Заставляя Гуинплена говорить от имени всего народа, Гюго достигает порою настоящего революционного пафоса, несмотря на то, что даже и здесь ему не удается преодолеть свою ограниченность мелкобуржуазного демократа и социалиста-утописта. Речь Гуинплена в парламенте безусловно является одним из крупнейших достижений писателя и, так же как весь роман, обращена автором к современной ему действительности.

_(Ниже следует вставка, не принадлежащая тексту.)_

//! Cancellation workflow of the sale status switch.
//!
//! A venta is either active or cancelled and only `active -> cancelled` is
//! allowed. The previous state always comes from the loaded record.

pub const CANCELADA_NO_HABILITABLE: &str = "La venta ya fue cancelada, no se puede habilitar";
pub const CONFIRMAR_CANCELACION: &str =
    "¿Estás seguro de que deseas cancelar esta venta? No se puede revertir la acción";
pub const CANCELACION_OK: &str = "La venta ha sido cancelada exitosamente.";
pub const CANCELACION_FALLIDA: &str = "No se pudo cancelar la venta.";

#[derive(Debug, Clone, Copy, PartialEq, Eq)]
pub enum EstadoVenta {
    Activa,
    Cancelada,
}

impl EstadoVenta {
    pub fn from_flag(estado: bool) -> Self {
        if estado {
            Self::Activa
        } else {
            Self::Cancelada
        }
    }

    /// Value used by the status filter select
    pub fn key(self) -> &'static str {
        match self {
            Self::Activa => "activa",
            Self::Cancelada => "cancelada",
        }
    }

    pub fn label(self) -> &'static str {
        match self {
            Self::Activa => "Activo",
            Self::Cancelada => "Inactivo",
        }
    }
}

/// What to do after the user flipped the switch
#[derive(Debug, Clone, PartialEq, Eq)]
pub enum ToggleStep {
    /// Switch already shows the recorded state
    Unchanged,
    /// Cancelled sales cannot be re-enabled; restore the switch and tell the user
    Rejected {
        restore_checked: bool,
        message: &'static str,
    },
    /// User declined the confirmation; restore the switch
    Declined { restore_checked: bool },
    /// Send the new status to the server
    Submit { nuevo_estado: bool },
}

/// Decide the next step for a switch change. `confirm` is only asked for a
/// legal `active -> cancelled` transition.
pub fn request_transition(
    current: EstadoVenta,
    requested_checked: bool,
    confirm: impl FnOnce(&str) -> bool,
) -> ToggleStep {
    match (current, requested_checked) {
        (EstadoVenta::Activa, true) | (EstadoVenta::Cancelada, false) => ToggleStep::Unchanged,
        (EstadoVenta::Cancelada, true) => ToggleStep::Rejected {
            restore_checked: false,
            message: CANCELADA_NO_HABILITABLE,
        },
        (EstadoVenta::Activa, false) => {
            if confirm(CONFIRMAR_CANCELACION) {
                ToggleStep::Submit {
                    nuevo_estado: false,
                }
            } else {
                ToggleStep::Declined {
                    restore_checked: true,
                }
            }
        }
    }
}

/// Outcome of the status call
#[derive(Debug, Clone, PartialEq, Eq)]
pub enum SubmitOutcome {
    /// Acknowledge and reload the whole list
    Reload { message: &'static str },
    /// Put the switch back and report the failure
    Revert {
        restore_checked: bool,
        message: &'static str,
    },
}

pub fn resolve_submission<E>(result: &Result<(), E>) -> SubmitOutcome {
    match result {
        Ok(()) => SubmitOutcome::Reload {
            message: CANCELACION_OK,
        },
        Err(_) => SubmitOutcome::Revert {
            restore_checked: true,
            message: CANCELACION_FALLIDA,
        },
    }
}

#[cfg(test)]
mod tests {
    use super::*;
    use std::cell::Cell;

    #[test]
    fn test_cancelled_cannot_be_reenabled() {
        let asked = Cell::new(false);
        let step = request_transition(EstadoVenta::Cancelada, true, |_| {
            asked.set(true);
            true
        });
        assert_eq!(
            step,
            ToggleStep::Rejected {
                restore_checked: false,
                message: CANCELADA_NO_HABILITABLE,
            }
        );
        assert!(!asked.get());
    }

    #[test]
    fn test_declined_confirmation_keeps_active() {
        let step = request_transition(EstadoVenta::Activa, false, |msg| {
            assert_eq!(msg, CONFIRMAR_CANCELACION);
            false
        });
        assert_eq!(
            step,
            ToggleStep::Declined {
                restore_checked: true
            }
        );
    }

    #[test]
    fn test_confirmed_cancellation_submits_false() {
        let step = request_transition(EstadoVenta::Activa, false, |_| true);
        assert_eq!(
            step,
            ToggleStep::Submit {
                nuevo_estado: false
            }
        );
    }

    #[test]
    fn test_no_change_never_asks() {
        let step = request_transition(EstadoVenta::Activa, true, |_| panic!("not asked"));
        assert_eq!(step, ToggleStep::Unchanged);
    }

    #[test]
    fn test_failed_submission_reverts_to_checked() {
        let failed: Result<(), &str> = Err("503");
        assert_eq!(
            resolve_submission(&failed),
            SubmitOutcome::Revert {
                restore_checked: true,
                message: CANCELACION_FALLIDA,
            }
        );
        let ok: Result<(), &str> = Ok(());
        assert_eq!(
            resolve_submission(&ok),
            SubmitOutcome::Reload {
                message: CANCELACION_OK
            }
        );
    }

    #[test]
    fn test_flag_mapping() {
        assert_eq!(EstadoVenta::from_flag(true), EstadoVenta::Activa);
        assert_eq!(EstadoVenta::from_flag(false).key(), "cancelada");
    }
}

Несмотря на то что писатель заставляет своего героя полагаться главным образом на силу морального воздействия, его призывы к уничтожению деспотизма и насилия, его страстные обличения порочной общественной системы и власть имущих, его гневные инвективы против тех, кто пользуется привилегиями богатства и рождения, - все это и теперь не может не привлечь сочувственного внимания читателей к речи Гуинплена. Хотя ни сам Гюго, ни его герои не смогли найти путей к активным общественным действиям, великий писатель показал в своем романе неизбежный кризис тех морализующих методов воздействия на господствующие классы, которых он сам придерживался в своей жизни и творчестве.

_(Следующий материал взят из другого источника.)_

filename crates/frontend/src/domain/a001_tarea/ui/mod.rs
pub mod details;
pub mod list;
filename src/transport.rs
//! # Async Transport Adapter
//!
//! [`TcpBridge`] turns a callback-only [`NetworkStack`] into the
//! straight-line contract a Modbus engine expects:
//!
//! | Operation | Blocks until |
//! |---|---|
//! | [`TcpBridge::listen`] | never |
//! | [`TcpBridge::accept`] | a client connected (no timeout) |
//! | [`TcpBridge::connect`] | connected or failed |
//! | [`TcpBridge::send`] | some bytes acknowledged or the connection dropped |
//! | [`TcpBridge::receive`] | data buffered, connection dropped or deadline passed |
//! | [`TcpBridge::close`] | never |
//!
//! "Blocking" means the calling task suspends on the connection's
//! completion signal; other tasks keep running.
//!
//! ## Example
//!
//! ```rust,no_run
//! use std::sync::Arc;
//! use std::time::Duration;
//! use voltage_modbus_bridge::{TcpBridge, TokioStack, OverflowPolicy};
//!
//! #[tokio::main]
//! async fn main() -> Result<(), Box<dyn std::error::Error>> {
//!     let stack = Arc::new(TokioStack::current()?);
//!     let bridge = TcpBridge::new(stack, "0.0.0.0:502".parse()?, OverflowPolicy::Disconnect);
//!
//!     bridge.listen(2)?;
//!     bridge.accept().await?;
//!
//!     let mut buf = [0u8; 260];
//!     let n = bridge.receive(&mut buf, Some(Duration::from_secs(1))).await?;
//!     bridge.send(&buf[..n]).await?;
//!     bridge.close();
//!     Ok(())
//! }
//! ```

use std::net::SocketAddr;
use std::sync::{Arc, Mutex, MutexGuard};
use std::time::Duration;

use log::{debug, info, warn};
use tokio::time::Instant;

use crate::connection::{Connection, ConnectionState, OverflowPolicy, TransportCounters, TransportStats};
use crate::error::{ModbusError, ModbusResult};
use crate::logging::PacketLogger;
use crate::mbap::{MbapHeader, MBAP_HEADER_LENGTH};
use crate::stack::{ListenerHandle, NetworkStack};
use crate::MAX_TCP_FRAME_SIZE;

Делая Гуинплена символом народных страданий, Гюго провозглашает его устами незыблемую веру в лучшее будущее человечества, которое неизбежно принесет с собой грядущая революция:

«Перед вами, пэры Англии, я открываю великий суд народа — этого властелина, подвергаемого пыткам, этого верховного судии, которого ввергли в положение осужденного... Я — символ. О всемогущие глупцы, откройте глаза! Я воплощаю в себе все. Я представляю собой человечество, изуродованное властителями... Милорды, народ— это я. Сегодня вы угнетаете его, сегодня вы глумитесь надо мной. Но впереди — весна. То, что казалось камнем, станет потоком...

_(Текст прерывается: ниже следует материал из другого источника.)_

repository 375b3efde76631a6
//! # Voltage Modbus Bridge - Modbus TCP over a callback-driven TCP stack
//!
//! **Author:** Evan Liu <evan.liu@voltageenergy.com>
//! **License:** MIT
//!
//! A Modbus TCP server and client engine for stacks that never block: the
//! stack reports connects, received bytes, acknowledgements and faults
//! through callbacks, while the Modbus engine expects straight-line
//! `accept`/`send`/`receive` calls with timeouts. [`TcpBridge`] sits in
//! between.
//!
//! ## Features
//!
//! - **Transport bridge**: connection state machine, bounded inbound FIFO, acknowledgement tracking
//! - **MBAP codec**: header validation, transaction IDs, exception responses
//! - **Shared mapping**: coils, discrete inputs and registers behind one lock
//! - **Write notifications**: one in-flight notification per applied write
//! - **Pluggable stacks**: [`TokioStack`] for real sockets, [`LoopbackStack`] for tests
//!
//! ## Supported Function Codes
//!
//! | Code | Function | Client | Server |
//! |------|----------|--------|--------|
//! | 0x01 | Read Coils | ✅ | ✅ |
//! | 0x02 | Read Discrete Inputs | ✅ | ✅ |
//! | 0x03 | Read Holding Registers | ✅ | ✅ |
//! | 0x04 | Read Input Registers | ✅ | ✅ |
//! | 0x05 | Write Single Coil | ✅ | ✅ |
//! | 0x06 | Write Single Register | ✅ | ✅ |
//! | 0x0F | Write Multiple Coils | ✅ | ✅ |
//! | 0x10 | Write Multiple Registers | ✅ | ✅ |
//! | 0x17 | Write/Read Multiple Registers | ✅ | ✅ |
//!
//! ## Quick Start
//!
//! ### Server Example
//!
//! ```rust,no_run
//! use std::sync::Arc;
//! use voltage_modbus_bridge::{ModbusServer, ModbusTcpServer, ServerConfig, TokioStack};
//!
//! #[tokio::main]
//! async fn main() -> Result<(), Box<dyn std::error::Error>> {
//!     let stack = Arc::new(TokioStack::current()?);
//!     let (mut server, mut writes) = ModbusTcpServer::new(stack, ServerConfig::default())?;
//!     server.start().await?;
//!
//!     while let Some(write) = writes.consume().await {
//!         let mapping = server.get_mapping();
//!         let guard = mapping.lock()?;
//!         println!("{:?} -> {:?}", write, guard.get_holding_registers(write.address, write.count));
//!     }
//!     Ok(())
//! }
//! ```
//!
//! ### Client Example
//!
//! ```rust,no_run
//! use std::sync::Arc;
//! use voltage_modbus_bridge::{ClientConfig, ModbusClient, ModbusTcpClient, TokioStack};
//!
//! #[tokio::main]
//! async fn main() -> Result<(), Box<dyn std::error::Error>> {
//!     let stack = Arc::new(TokioStack::current()?);
//!     let config = ClientConfig::new("127.0.0.1:502".parse()?);
//!     let mut client = ModbusTcpClient::connect_with(stack, config).await?;
//!
//!     client.write_06(1, 4, 1234).await?;
//!     println!("{:?}", client.read_03(1, 0, 8).await?);
//!     client.close().await?;
//!     Ok(())
//! }
//! ```
//!
//! ## Architecture
//!
//! ```text
//! ┌─────────────────┐         ┌─────────────────┐
//! │   Application   │◄────────│  WriteListener  │
//! └─────────────────┘         └─────────────────┘
//!          │ lock                      ▲ publish
//! ┌─────────────────┐         ┌─────────────────┐
//! │  ModbusMapping  │◄────────│  Modbus Server  │
//! └─────────────────┘         └─────────────────┘
//!                                      │ MBAP
//!                             ┌─────────────────┐
//!                             │    TcpBridge    │
//!                             └─────────────────┘
//!                                      │ callbacks
//!                             ┌─────────────────┐
//!                             │  NetworkStack   │
//!                             └─────────────────┘
//! ```

/// Core error types and result handling
pub mod error;

/// Modbus function codes, exception codes and data helpers
pub mod protocol;

/// MBAP framing and PDU encoding
pub mod mbap;

/// Non-blocking TCP stack abstraction
pub mod stack;

/// Per-connection state shared with stack callbacks
pub mod connection;

/// Blocking-contract adapter over a [`stack::NetworkStack`]
pub mod transport;

/// Shared register mapping
pub mod mapping;

/// Write-notification channel
pub mod notify;

/// Modbus TCP server
pub mod server;

/// Modbus TCP client
pub mod client;

/// Server and client configuration
pub mod config;

/// Packet logging
pub mod logging;

// Re-export main types for convenience
pub use error::{ModbusError, ModbusResult};
pub use protocol::{ModbusException, ModbusFunction};
pub use stack::{LoopbackStack, NetworkStack, StackError, StackEvent, TokioStack};
pub use connection::{ConnectionState, OverflowPolicy, TransportStats};
pub use transport::TcpBridge;
pub use mapping::{MappingGuard, MappingLayout, ModbusMapping, TableLayout};
pub use notify::{write_channel, WriteListener, WriteNotification, WriteNotifier};
pub use server::{ModbusServer, ModbusTcpServer, ServerStats};
pub use client::{ModbusClient, ModbusTcpClient};
pub use config::{ClientConfig, ServerConfig};
pub use logging::{LoggingMode, PacketLogger};

/// Modbus TCP default port
pub const DEFAULT_TCP_PORT: u16 = 502;

/// Maximum Modbus TCP frame size (MBAP header + PDU)
pub const MAX_TCP_FRAME_SIZE: usize = 260;

/// Unit ID addressing the server itself rather than a gateway target
pub const TCP_SLAVE: u8 = 0xFF;

/// Default timeout between bytes of one frame
pub const DEFAULT_BYTE_TIMEOUT_MS: u64 = 500;

/// Default timeout for the first byte of a response
pub const DEFAULT_RESPONSE_TIMEOUT_MS: u64 = 500;

/// Maximum number of coils or discrete inputs read in a single request
pub const MAX_READ_BITS: u16 = 2000;

/// Maximum number of coils written in a single request
pub const MAX_WRITE_BITS: u16 = 1968;

/// Maximum number of registers read in a single request
pub const MAX_READ_REGISTERS: u16 = 125;

/// Maximum number of registers written in a single request
pub const MAX_WRITE_REGISTERS: u16 = 123;

/// Maximum number of registers written by a write-and-read request
pub const MAX_WRITE_AND_READ_REGISTERS: u16 = 121;

/// Library version
pub const VERSION: &str = env!("CARGO_PKG_VERSION");

/// Get library information
pub fn info() -> String {
    format!("Voltage Modbus Bridge v{} - Modbus TCP over non-blocking stacks by Evan Liu", VERSION)
}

Наступит час, когда страшная. судорога разобьет ваше иго, когда в ответ на ваше гиканье раздастся грозный рев... Трепещите! Близится неумолимый час расплаты...» :

Проникновенные слова Гуинплена встречаются злобным смехом и диким воем английских лордов, забывающих в такие минуты о парламентском ритуале. Романтический герой, бросивший вызов от имени народа хохочущей толпе аристократов, остается в одиночестве. Подвергаясь граду издевательств и оскорблений, Гуинплен чувствует за своей спиной поддержку миллионов, и это дает ему силу продолжать свою речь. Но одного только словесного разоблачения оказывается недостаточно для того, чтобы исправить несправедливый общественный строй, и Гуинплен терпит крушение в своей попытке внушить аристократам представление об истине. Тем не менее его речь проникнута социальным оптимизмом, обращена к будущему.

Пламенный демократизм Гюго, видевшего в народе источник всех живых, творческих сил нации, его ненависть ко всем угнетателям народа — все это определяет идейный пафос и художественную ценность романа «Человек, который смеется».

1 К. Маркс, Ф, Энгельс, Сочинения, т. XVI, ч. 2, стр. 298.

2. Н. Щедрин (М. Е. Салтыков), О литературе, Гослитиздат, 1952, стр. 505.